• Directions for this task:
Answer with a single number stating how many lines of the entries below include the string "flat".

(Beginning of Provided information)

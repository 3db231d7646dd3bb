mod common;

use anyhow::Result;
use criteria::{
    evaluate_in_memory, parse_filter_expression, Condition, Criteria, EvaluationError, Operand, Operator, ParseError, Value,
};
use std::collections::HashMap;

fn record(pairs: &[(&str, Value)]) -> HashMap<String, Value> { pairs.iter().map(|(k, v)| (k.to_string(), v.clone())).collect() }

fn abc(a: i32, b: i32, c: i32) -> HashMap<String, Value> { record(&[("a", Value::I32(a)), ("b", Value::I32(b)), ("c", Value::I32(c))]) }

#[test]
fn condition_count_matches_atomic_tokens() -> Result<()> {
    let cases = [
        ("a = 1", 1),
        ("a = 1 & b = 2", 2),
        ("a = 1 | (b = 2 & c = 3)", 3),
        ("((a = 1) | (b = 2 & (c = 3 | d = 4))) & e ~ 'x & y'", 5),
        ("name = 'John' & age > 25 | (status = 'active' & role != 'admin')", 4),
    ];
    for (input, expected) in cases {
        let criteria = parse_filter_expression(input)?;
        assert_eq!(criteria.len(), expected, "{input}");
        assert_eq!(criteria.conditions().len(), expected, "{input}");
        assert_eq!(parse_filter_expression(input)?, criteria, "{input}");
    }
    Ok(())
}

#[test]
fn unbalanced_parentheses_fail() {
    for input in ["(a = 1", "a = 1)", "(a = 1 & (b = 2)"] {
        let err = parse_filter_expression(input).unwrap_err();
        assert!(matches!(err.source, ParseError::MalformedExpression(_)), "{input}");
        assert_eq!(err.input, input);
    }
}

#[test]
fn combinators_are_left_associative() -> Result<()> {
    let flat = parse_filter_expression("a=1 & b=2 | c=3")?;
    let grouped = parse_filter_expression("a=1 & (b=2 | c=3)")?;

    // a false, c true: (a AND b) OR c is true, a AND (b OR c) is false
    let record = abc(0, 2, 3);
    assert!(evaluate_in_memory(&record, &flat)?);
    assert!(!evaluate_in_memory(&record, &grouped)?);

    for (a, b, c) in [(1, 2, 3), (1, 0, 0), (0, 2, 0), (1, 2, 0), (1, 0, 3), (0, 0, 0)] {
        let (a_, b_, c_) = (a == 1, b == 2, c == 3);
        let record = abc(a, b, c);
        assert_eq!(evaluate_in_memory(&record, &flat)?, (a_ && b_) || c_);
        assert_eq!(evaluate_in_memory(&record, &grouped)?, a_ && (b_ || c_));
    }
    Ok(())
}

#[test]
fn quotes_are_stripped() -> Result<()> {
    let criteria = parse_filter_expression("name = 'John Doe' & nick = \"J&D\"")?;
    let conditions = criteria.conditions();
    assert_eq!(conditions[0].operand, Operand::from("John Doe"));
    assert_eq!(conditions[1].operand, Operand::from("J&D"));
    Ok(())
}

#[test]
fn like_matches_substrings() -> Result<()> {
    let criteria = parse_filter_expression("device ~ Device")?;
    let matched: Vec<_> = ["Device1", "Device2", "Other"]
        .into_iter()
        .filter(|device| evaluate_in_memory(&record(&[("device", Value::from(*device))]), &criteria).unwrap())
        .collect();
    assert_eq!(matched, vec!["Device1", "Device2"]);
    Ok(())
}

#[test]
fn between_requires_min_and_max() -> Result<()> {
    let mut criteria = Criteria::new();
    criteria.push_condition(Condition::new("n", Operator::Between, "10"));
    assert_eq!(
        evaluate_in_memory(&record(&[("n", Value::I32(15))]), &criteria),
        Err(EvaluationError::InvalidRangeFormat("10".into()))
    );

    let criteria = parse_filter_expression("n <> 10:20")?;
    assert!(evaluate_in_memory(&record(&[("n", Value::I32(15))]), &criteria)?);
    assert!(!evaluate_in_memory(&record(&[("n", Value::I32(25))]), &criteria)?);
    assert!(evaluate_in_memory(&record(&[("n", Value::from("15"))]), &criteria)?);
    Ok(())
}

#[test]
fn missing_record_field_is_reported() -> Result<()> {
    let criteria = parse_filter_expression("a = 1 | ghost = 2")?;
    let err = evaluate_in_memory(&abc(1, 0, 0), &criteria).unwrap_err();
    assert_eq!(err, EvaluationError::FieldAccess { field: "ghost".into() });
    Ok(())
}
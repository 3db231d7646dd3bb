use serde::{Deserialize, Serialize};

pub const DEFAULT_TENANT_FIELD: &str = "tenant_id";

#[derive(Debug, Clone, PartialEq, Eq, Serialize, Deserialize)]
#[serde(default)]
pub struct Config {
    /// Column compared against the tenant scope when one is active.
    pub tenant_field: String,
}

impl Default for Config {
    fn default() -> Self { Self { tenant_field: DEFAULT_TENANT_FIELD.to_string() } }
}

impl Config {
    pub fn from_json(json: &str) -> Result<Self, serde_json::Error> { serde_json::from_str(json) }

    pub fn with_tenant_field(mut self, tenant_field: impl Into<String>) -> Self {
        self.tenant_field = tenant_field.into();
        self
    }
}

(End of Provided information)

• Exercise result:
3